(Dataset records)
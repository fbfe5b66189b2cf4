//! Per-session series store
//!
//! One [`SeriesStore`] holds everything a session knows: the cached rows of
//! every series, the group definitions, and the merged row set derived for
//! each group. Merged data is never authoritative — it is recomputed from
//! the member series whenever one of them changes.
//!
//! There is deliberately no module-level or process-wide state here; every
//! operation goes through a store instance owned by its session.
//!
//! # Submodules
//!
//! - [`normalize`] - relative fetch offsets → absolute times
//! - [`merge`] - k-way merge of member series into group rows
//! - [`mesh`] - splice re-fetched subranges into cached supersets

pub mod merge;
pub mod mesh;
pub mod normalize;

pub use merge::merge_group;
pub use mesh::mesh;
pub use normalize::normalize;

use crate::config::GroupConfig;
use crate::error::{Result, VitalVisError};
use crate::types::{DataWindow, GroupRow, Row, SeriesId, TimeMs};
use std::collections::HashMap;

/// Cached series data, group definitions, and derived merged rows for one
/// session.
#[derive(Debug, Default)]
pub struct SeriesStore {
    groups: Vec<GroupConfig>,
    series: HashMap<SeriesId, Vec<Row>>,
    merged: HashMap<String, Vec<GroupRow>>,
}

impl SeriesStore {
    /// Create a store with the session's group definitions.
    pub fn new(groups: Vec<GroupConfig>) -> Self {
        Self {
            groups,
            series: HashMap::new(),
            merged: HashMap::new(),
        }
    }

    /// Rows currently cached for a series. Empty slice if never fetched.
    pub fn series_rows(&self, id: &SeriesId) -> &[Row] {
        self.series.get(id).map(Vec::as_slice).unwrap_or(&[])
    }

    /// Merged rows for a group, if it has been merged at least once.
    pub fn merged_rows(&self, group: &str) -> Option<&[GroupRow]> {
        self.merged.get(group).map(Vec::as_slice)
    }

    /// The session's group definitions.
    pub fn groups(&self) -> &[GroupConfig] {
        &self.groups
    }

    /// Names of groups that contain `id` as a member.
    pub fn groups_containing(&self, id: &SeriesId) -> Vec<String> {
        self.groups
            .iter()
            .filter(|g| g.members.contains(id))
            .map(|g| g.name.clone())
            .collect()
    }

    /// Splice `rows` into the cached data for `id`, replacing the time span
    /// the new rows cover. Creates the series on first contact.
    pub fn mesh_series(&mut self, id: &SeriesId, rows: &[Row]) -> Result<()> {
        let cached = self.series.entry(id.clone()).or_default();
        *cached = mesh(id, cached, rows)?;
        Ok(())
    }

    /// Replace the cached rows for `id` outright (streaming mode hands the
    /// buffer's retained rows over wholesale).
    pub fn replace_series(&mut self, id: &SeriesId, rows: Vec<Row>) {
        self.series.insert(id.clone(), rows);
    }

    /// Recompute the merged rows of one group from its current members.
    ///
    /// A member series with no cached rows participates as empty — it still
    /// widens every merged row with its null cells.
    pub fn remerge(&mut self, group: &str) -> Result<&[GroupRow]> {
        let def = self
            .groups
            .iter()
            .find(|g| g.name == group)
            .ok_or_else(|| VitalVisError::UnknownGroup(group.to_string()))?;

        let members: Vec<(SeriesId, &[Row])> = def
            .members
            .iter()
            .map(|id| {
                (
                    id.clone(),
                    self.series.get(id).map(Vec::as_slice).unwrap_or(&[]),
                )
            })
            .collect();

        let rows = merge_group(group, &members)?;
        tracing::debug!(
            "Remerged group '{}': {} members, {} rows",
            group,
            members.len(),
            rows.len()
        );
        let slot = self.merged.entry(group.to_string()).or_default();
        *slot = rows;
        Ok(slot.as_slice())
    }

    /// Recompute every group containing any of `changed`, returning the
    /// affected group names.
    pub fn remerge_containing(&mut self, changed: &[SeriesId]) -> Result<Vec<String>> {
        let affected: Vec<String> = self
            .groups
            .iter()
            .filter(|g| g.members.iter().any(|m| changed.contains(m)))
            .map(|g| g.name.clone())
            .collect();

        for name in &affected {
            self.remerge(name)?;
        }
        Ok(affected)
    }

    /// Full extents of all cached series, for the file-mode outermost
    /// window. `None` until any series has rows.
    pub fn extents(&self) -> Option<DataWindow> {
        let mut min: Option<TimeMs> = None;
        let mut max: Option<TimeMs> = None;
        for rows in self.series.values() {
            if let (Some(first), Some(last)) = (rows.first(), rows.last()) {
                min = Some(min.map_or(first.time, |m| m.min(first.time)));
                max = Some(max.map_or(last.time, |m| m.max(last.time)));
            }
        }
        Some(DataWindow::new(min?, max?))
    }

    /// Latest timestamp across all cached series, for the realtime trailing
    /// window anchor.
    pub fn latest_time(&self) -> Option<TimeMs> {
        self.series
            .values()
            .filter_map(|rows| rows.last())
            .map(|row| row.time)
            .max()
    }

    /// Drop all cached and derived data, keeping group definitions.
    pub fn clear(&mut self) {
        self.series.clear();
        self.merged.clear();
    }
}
...
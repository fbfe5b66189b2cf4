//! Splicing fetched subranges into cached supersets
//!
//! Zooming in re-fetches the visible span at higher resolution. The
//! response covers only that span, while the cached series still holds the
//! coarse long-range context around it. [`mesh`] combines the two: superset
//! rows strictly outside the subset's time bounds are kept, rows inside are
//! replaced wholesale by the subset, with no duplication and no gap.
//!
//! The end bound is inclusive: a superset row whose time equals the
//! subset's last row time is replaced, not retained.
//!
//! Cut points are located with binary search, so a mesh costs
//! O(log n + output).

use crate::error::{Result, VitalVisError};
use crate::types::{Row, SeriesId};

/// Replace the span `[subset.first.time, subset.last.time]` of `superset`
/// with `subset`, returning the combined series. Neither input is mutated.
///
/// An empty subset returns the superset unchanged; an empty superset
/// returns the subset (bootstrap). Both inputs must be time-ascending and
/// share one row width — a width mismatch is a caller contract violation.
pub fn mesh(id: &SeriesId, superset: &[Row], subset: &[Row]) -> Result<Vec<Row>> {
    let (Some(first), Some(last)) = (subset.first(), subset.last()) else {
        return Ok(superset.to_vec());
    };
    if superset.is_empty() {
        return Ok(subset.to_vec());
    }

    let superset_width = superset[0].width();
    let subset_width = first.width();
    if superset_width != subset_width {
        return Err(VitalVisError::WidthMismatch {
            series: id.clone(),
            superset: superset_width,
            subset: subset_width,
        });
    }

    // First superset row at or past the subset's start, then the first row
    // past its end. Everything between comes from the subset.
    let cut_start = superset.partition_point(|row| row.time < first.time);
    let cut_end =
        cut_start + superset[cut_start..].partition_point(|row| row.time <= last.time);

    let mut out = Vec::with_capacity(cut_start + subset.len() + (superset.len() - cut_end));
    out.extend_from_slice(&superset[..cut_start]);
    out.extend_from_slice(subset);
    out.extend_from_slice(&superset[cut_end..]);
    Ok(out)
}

Prompt
Print, from the entries above, the line with "Splicing fetched subranges into cached supersets", the line with "cut_start + superset[cut_start..].partition_point(|row|" and all lines between them, exactly and with nothing else.

Answer to the problem
//! Splicing fetched subranges into cached supersets
//!
//! Zooming in re-fetches the visible span at higher resolution. The
//! response covers only that span, while the cached series still holds the
//! coarse long-range context around it. [`mesh`] combines the two: superset
//! rows strictly outside the subset's time bounds are kept, rows inside are
//! replaced wholesale by the subset, with no duplication and no gap.
//!
//! The end bound is inclusive: a superset row whose time equals the
//! subset's last row time is replaced, not retained.
//!
//! Cut points are located with binary search, so a mesh costs
//! O(log n + output).

use crate::error::{Result, VitalVisError};
use crate::types::{Row, SeriesId};

/// Replace the span `[subset.first.time, subset.last.time]` of `superset`
/// with `subset`, returning the combined series. Neither input is mutated.
///
/// An empty subset returns the superset unchanged; an empty superset
/// returns the subset (bootstrap). Both inputs must be time-ascending and
/// share one row width — a width mismatch is a caller contract violation.
pub fn mesh(id: &SeriesId, superset: &[Row], subset: &[Row]) -> Result<Vec<Row>> {
    let (Some(first), Some(last)) = (subset.first(), subset.last()) else {
        return Ok(superset.to_vec());
    };
    if superset.is_empty() {
        return Ok(subset.to_vec());
    }

    let superset_width = superset[0].width();
    let subset_width = first.width();
    if superset_width != subset_width {
        return Err(VitalVisError::WidthMismatch {
            series: id.clone(),
            superset: superset_width,
            subset: subset_width,
        });
    }

    // First superset row at or past the subset's start, then the first row
    // past its end. Everything between comes from the subset.
    let cut_start = superset.partition_point(|row| row.time < first.time);
    let cut_end =
        cut_start + superset[cut_start..].partition_point(|row| row.time <= last.time);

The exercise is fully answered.